🇺🇸English
Better Auth Integration Guide
Overview
Better Auth is a type-safe authentication framework for TypeScript supporting multiple providers, 2FA, SSO, organizations, and passkeys. This skill covers integration patterns for NestJS backend with Drizzle ORM + PostgreSQL and Next.js App Router frontend.
When to Use
- Setting up Better Auth with NestJS backend
- Integrating Next.js App Router frontend
- Configuring Drizzle ORM schema with PostgreSQL
- Implementing social login (GitHub, Google, Facebook, Microsoft)
- Adding MFA/2FA with TOTP, passkey passwordless auth, or magic links
- Managing trusted devices and backup codes for account recovery
- Building multi-tenant apps with organizations or SSO
- Creating protected routes with session management
Quick Start
Installation
# Backend (NestJS)
npm install better-auth @auth/drizzle-adapter drizzle-orm pg
npm install -D drizzle-kit
# Frontend (Next.js)
npm install better-auth
4-Phase Setup
- Database : Install Drizzle, configure schema, run migrations
- Backend : Create Better Auth instance with NestJS module
- Frontend : Configure auth client, create pages, add middleware
- Plugins : Add 2FA, passkey, organizations as needed
See references/nestjs-setup.md for complete backend setup, references/plugins.md for plugin configuration.
Instructions
Phase 1: Database Setup
-
Install dependencies
npm install drizzle-orm pg @auth/drizzle-adapter better-auth
npm install -D drizzle-kit
-
Create Drizzle config (drizzle.config.ts)
import { defineConfig } from 'drizzle-kit';
export default defineConfig({
schema: './src/auth/schema.ts',
out: './drizzle',
dialect: 'postgresql',
dbCredentials: { url: process.env.DATABASE_URL! },
});
-
Generate and run migrations
npx drizzle-kit generate
npx drizzle-kit migrate
Checkpoint : Verify tables created: psql $DATABASE_URL -c "\dt" should show user, account, session, verification_token tables.
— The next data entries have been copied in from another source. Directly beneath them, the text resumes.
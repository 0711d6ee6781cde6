use crate::error::ApiError;
use crate::range::HistoryRange;
use crate::MarketDataProvider;
use async_trait::async_trait;
use chrono::NaiveDate;
use core_types::{PricePoint, PriceSeries};
use csv::ReaderBuilder;
use serde::Deserialize;
use std::io::ErrorKind;
use std::path::{Path, PathBuf};

const NAMES_FILE: &str = "names.csv";

/// A `MarketDataProvider` that reads `<dir>/<SYMBOL>.csv` files.
///
/// Each file needs `date` (YYYY-MM-DD) and `close` columns; an `adj_close`
/// column, when present and filled, takes precedence. Other columns are
/// ignored. Display names come from an optional `<dir>/names.csv` with
/// `symbol,name` columns.
#[derive(Debug, Clone)]
pub struct CsvDirectoryProvider {
    dir: PathBuf,
}

#[derive(Debug, Deserialize)]
struct PriceRow {
    date: NaiveDate,
    close: Option<f64>,
    #[serde(default)]
    adj_close: Option<f64>,
}

#[derive(Debug, Deserialize)]
struct NameRow {
    symbol: String,
    name: String,
}

impl CsvDirectoryProvider {
    pub fn new(dir: impl AsRef<Path>) -> Self {
        Self {
            dir: dir.as_ref().to_path_buf(),
        }
    }

    fn symbol_path(&self, symbol: &str) -> PathBuf {
        self.dir.join(format!("{}.csv", symbol))
    }

    /// Parses price rows, skipping rows with no usable price.
    pub fn parse_prices(symbol: &str, data: &[u8]) -> Result<PriceSeries, ApiError> {
        let mut rdr = ReaderBuilder::new().trim(csv::Trim::All).from_reader(data);

        let mut points = Vec::new();
        for row in rdr.deserialize::<PriceRow>() {
            let row = row?;
            if let Some(close) = row.adj_close.or(row.close) {
                points.push(PricePoint {
                    date: row.date,
                    close,
                });
            }
        }

        Ok(PriceSeries::new(symbol, points))
    }
}

#[async_trait]
impl MarketDataProvider for CsvDirectoryProvider {
    async fn fetch_prices(
        &self,
        symbol: &str,
        range: &HistoryRange,
    ) -> Result<PriceSeries, ApiError> {
        let path = self.symbol_path(symbol);
        let data = match tokio::fs::read(&path).await {
            Ok(data) => data,
            Err(e) if e.kind() == ErrorKind::NotFound => {
                return Err(ApiError::InvalidSymbol(symbol.to_string()));
            }
            Err(e) => return Err(e.into()),
        };

        let series = Self::parse_prices(symbol, &data)?;
        let Some(last) = series.points().last().map(|p| p.date) else {
            return Ok(series);
        };

        let series = match range.start_from(last) {
            Some(start) => PriceSeries::new(
                symbol,
                series
                    .points()
                    .iter()
                    .copied()
                    .filter(|p| p.date >= start)
                    .collect(),
            ),
            None => series,
        };

        tracing::info!(symbol, path = %path.display(), points = series.len(), "Loaded price history.");
        Ok(series)
    }

    async fn fetch_display_name(&self, symbol: &str) -> Result<Option<String>, ApiError> {
        let data = match tokio::fs::read(self.dir.join(NAMES_FILE)).await {
            Ok(data) => data,
            Err(e) if e.kind() == ErrorKind::NotFound => return Ok(None),
            Err(e) => return Err(e.into()),
        };

        let mut rdr = ReaderBuilder::new()
            .trim(csv::Trim::All)
            .from_reader(data.as_slice());
        for row in rdr.deserialize::<NameRow>() {
            let row = row?;
            if row.symbol.eq_ignore_ascii_case(symbol) {
                return Ok(Some(row.name));
            }
        }
        Ok(None)
    }
}

#[cfg(test)]
mod tests {
    use super::*;

    fn fixture_dir(name: &str) -> PathBuf {
        let dir = std::env::temp_dir().join(format!("capm-csv-{}-{}", name, std::process::id()));
        std::fs::create_dir_all(&dir).unwrap();
        dir
    }

    #[test]
    fn parses_adjusted_closes_and_skips_blanks() {
        let data = b"date,open,close,adj_close\n\
2024-01-03,1,10.5,10.0\n\
2024-01-02,1,9.5,\n\
2024-01-04,1,,\n";
        let series = CsvDirectoryProvider::parse_prices("TEST", data).unwrap();

        assert_eq!(series.len(), 2);
        assert_eq!(series.points()[0].close, 9.5);
        assert_eq!(series.points()[1].close, 10.0);
    }

    #[tokio::test]
    async fn trims_history_to_the_requested_range() {
        let dir = fixture_dir("range");
        std::fs::write(
            dir.join("ACME.csv"),
            "date,close\n2024-01-01,1\n2024-06-01,2\n2024-06-10,3\n2024-06-14,4\n",
        )
        .unwrap();
        let provider = CsvDirectoryProvider::new(&dir);

        let all = provider.fetch_prices("ACME", &HistoryRange::Max).await.unwrap();
        let recent = provider.fetch_prices("ACME", &HistoryRange::Days(5)).await.unwrap();
        std::fs::remove_dir_all(&dir).ok();

        assert_eq!(all.len(), 4);
        assert_eq!(recent.len(), 2);
    }

    #[tokio::test]
    async fn missing_file_is_an_invalid_symbol() {
        let dir = fixture_dir("missing");
        let provider = CsvDirectoryProvider::new(&dir);

        let result = provider.fetch_prices("NOPE", &HistoryRange::default()).await;
        let name = provider.fetch_display_name("NOPE").await.unwrap();
        std::fs::remove_dir_all(&dir).ok();

        assert!(matches!(result, Err(ApiError::InvalidSymbol(_))));
        assert_eq!(name, None);
    }

    #[tokio::test]
    async fn looks_up_display_names() {
        let dir = fixture_dir("names");
        std::fs::write(dir.join(NAMES_FILE), "symbol,name\nACME,Acme Corp\n").unwrap();
        let provider = CsvDirectoryProvider::new(&dir);

        let found = provider.fetch_display_name("acme").await.unwrap();
        let missing = provider.fetch_display_name("XYZ").await.unwrap();
        std::fs::remove_dir_all(&dir).ok();

        assert_eq!(found.as_deref(), Some("Acme Corp"));
        assert_eq!(missing, None);
    }
}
Phase 2: Backend Setup (NestJS)
-
Create database module - Set up Drizzle connection service
-
Configure Better Auth instance
// src/auth/auth.instance.ts
import { betterAuth } from 'better-auth';
import { drizzleAdapter } from '@auth/drizzle-adapter';
import * as schema from './schema';
export const auth = betterAuth({
database: drizzleAdapter(schema, { provider: 'postgresql' }),
emailAndPassword: { enabled: true },
socialProviders: {
github: {
clientId: process.env.AUTH_GITHUB_CLIENT_ID!,
clientSecret: process.env.AUTH_GITHUB_CLIENT_SECRET!,
}
}
});
-
Create auth controller
@Controller('auth')
export class AuthController {
@All('*')
async handleAuth(@Req() req: Request, @Res() res: Response) {
return auth.handler(req);
}
}
Checkpoint : Test endpoint GET /auth/get-session returns { session: null } when unauthenticated (no error).
Phase 3: Frontend Setup (Next.js)
-
Configure auth client (lib/auth.ts)
import { createAuthClient } from 'better-auth/client';
export const authClient = createAuthClient({
baseURL: process.env.NEXT_PUBLIC_APP_URL!
});
-
Add middleware (middleware.ts)
import { auth } from '@/lib/auth';
export default auth((req) => {
if (!req.auth && req.nextUrl.pathname.startsWith('/dashboard')) {
return Response.redirect(new URL('/sign-in', req.nextUrl.origin));
}
});
export const config = { matcher: ['/dashboard/:path*'] };
-
Create sign-in page with form or social buttons
Checkpoint : Navigating to /dashboard when logged out should redirect to /sign-in.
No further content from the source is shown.